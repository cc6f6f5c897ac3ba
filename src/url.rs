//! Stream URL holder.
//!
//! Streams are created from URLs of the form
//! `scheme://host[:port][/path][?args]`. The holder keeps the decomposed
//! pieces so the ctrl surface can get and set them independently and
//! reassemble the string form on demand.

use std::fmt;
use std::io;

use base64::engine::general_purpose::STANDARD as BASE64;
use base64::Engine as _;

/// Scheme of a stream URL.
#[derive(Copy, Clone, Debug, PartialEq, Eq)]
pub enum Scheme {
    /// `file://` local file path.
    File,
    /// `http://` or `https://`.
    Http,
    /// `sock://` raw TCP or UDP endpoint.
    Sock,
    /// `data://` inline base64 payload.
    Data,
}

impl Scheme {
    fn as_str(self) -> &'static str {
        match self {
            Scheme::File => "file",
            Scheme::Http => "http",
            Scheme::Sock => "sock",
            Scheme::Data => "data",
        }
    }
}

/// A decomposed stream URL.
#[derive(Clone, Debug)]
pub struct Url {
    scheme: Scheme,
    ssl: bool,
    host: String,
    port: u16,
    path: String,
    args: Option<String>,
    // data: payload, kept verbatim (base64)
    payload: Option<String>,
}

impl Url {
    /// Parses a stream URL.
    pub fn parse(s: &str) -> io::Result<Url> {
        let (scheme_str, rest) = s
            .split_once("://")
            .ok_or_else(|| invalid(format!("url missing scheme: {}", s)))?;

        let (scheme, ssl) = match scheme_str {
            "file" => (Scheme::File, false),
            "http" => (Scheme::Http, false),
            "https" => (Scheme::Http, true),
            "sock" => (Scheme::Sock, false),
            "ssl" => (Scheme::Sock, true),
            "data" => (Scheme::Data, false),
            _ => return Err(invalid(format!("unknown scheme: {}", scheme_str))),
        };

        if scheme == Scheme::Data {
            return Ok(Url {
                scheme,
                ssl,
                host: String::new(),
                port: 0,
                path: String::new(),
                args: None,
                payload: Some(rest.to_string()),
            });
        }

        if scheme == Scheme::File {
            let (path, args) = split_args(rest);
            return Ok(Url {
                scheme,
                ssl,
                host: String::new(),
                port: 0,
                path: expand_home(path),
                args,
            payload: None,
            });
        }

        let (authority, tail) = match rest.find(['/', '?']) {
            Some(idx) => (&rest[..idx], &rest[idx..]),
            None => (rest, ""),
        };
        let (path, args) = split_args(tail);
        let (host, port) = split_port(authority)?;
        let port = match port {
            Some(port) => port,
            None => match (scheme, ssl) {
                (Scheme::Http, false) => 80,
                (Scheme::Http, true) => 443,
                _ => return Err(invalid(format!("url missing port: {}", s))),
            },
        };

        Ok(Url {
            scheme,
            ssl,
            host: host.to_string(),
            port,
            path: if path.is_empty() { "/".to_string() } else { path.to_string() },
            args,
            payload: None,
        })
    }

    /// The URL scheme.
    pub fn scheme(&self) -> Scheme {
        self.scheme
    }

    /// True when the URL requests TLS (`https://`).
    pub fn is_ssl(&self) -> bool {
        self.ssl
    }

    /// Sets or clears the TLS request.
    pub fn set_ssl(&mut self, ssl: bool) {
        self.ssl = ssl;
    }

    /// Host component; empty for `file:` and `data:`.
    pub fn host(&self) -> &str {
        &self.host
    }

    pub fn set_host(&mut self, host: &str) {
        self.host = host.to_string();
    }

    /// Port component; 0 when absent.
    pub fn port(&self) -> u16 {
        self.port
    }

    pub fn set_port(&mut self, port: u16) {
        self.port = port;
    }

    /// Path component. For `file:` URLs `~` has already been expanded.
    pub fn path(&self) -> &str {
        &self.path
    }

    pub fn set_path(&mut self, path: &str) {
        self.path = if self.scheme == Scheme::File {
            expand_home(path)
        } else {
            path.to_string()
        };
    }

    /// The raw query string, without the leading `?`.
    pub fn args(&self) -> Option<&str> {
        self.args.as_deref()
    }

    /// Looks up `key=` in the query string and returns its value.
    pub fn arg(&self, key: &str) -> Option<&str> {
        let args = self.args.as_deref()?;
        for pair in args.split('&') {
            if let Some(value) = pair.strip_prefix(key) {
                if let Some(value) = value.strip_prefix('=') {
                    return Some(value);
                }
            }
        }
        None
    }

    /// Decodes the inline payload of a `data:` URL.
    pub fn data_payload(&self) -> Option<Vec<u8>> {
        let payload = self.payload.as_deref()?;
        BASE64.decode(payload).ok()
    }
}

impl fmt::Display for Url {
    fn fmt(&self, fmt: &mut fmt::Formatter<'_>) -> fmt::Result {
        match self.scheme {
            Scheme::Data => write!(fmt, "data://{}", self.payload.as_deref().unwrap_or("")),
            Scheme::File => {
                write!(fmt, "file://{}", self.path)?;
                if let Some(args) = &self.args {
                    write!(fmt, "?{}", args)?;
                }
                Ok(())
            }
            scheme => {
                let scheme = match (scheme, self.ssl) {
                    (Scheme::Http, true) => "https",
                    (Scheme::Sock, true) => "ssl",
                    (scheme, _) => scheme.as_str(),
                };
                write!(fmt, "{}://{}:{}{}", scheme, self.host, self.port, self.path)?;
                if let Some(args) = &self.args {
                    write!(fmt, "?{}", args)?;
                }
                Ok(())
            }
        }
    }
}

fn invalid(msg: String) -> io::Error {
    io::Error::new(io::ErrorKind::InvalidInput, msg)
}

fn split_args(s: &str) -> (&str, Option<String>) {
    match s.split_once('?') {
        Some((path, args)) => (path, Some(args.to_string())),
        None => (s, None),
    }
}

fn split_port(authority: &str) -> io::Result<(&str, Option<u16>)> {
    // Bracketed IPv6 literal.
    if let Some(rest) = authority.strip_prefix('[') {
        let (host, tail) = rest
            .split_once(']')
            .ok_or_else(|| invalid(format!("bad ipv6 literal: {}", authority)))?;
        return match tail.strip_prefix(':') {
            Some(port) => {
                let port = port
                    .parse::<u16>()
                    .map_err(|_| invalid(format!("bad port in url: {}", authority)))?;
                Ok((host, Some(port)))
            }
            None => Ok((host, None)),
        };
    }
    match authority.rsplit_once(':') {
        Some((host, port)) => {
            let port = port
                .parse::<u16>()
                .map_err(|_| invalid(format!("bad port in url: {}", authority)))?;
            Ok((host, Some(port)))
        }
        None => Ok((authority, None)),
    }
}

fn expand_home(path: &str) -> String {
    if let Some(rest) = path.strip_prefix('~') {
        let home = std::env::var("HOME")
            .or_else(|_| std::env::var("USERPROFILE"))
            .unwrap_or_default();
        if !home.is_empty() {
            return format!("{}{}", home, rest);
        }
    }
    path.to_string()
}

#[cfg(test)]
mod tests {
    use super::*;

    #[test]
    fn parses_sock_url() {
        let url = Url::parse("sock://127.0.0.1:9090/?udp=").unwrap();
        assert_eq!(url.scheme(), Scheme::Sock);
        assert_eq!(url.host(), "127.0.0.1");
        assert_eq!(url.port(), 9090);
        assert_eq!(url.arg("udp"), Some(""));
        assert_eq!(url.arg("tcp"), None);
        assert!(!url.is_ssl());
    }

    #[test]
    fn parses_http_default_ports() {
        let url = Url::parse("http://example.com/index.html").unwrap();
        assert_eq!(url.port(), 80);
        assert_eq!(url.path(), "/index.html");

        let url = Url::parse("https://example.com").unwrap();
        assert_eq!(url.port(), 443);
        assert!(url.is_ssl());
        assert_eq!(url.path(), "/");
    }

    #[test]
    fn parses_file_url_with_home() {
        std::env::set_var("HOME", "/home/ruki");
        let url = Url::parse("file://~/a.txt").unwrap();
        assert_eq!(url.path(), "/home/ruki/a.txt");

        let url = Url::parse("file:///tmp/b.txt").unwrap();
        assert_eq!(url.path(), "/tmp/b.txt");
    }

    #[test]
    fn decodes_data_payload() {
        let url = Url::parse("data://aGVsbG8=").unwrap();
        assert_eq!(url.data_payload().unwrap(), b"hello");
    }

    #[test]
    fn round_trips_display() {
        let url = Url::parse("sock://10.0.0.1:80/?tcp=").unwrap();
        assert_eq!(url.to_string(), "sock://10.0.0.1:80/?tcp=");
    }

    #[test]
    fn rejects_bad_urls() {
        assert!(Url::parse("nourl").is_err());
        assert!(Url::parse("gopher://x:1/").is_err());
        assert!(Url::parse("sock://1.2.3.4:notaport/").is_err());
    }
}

# # # #

:: Assigned task ::
Report each line of the listing above that uses the word "https".

:: Result of this exercise ::
    /// `http://` or `https://`.
            "https" => (Scheme::Http, true),
    /// True when the URL requests TLS (`https://`).
                    (Scheme::Http, true) => "https",
        let url = Url::parse("https://example.com").unwrap();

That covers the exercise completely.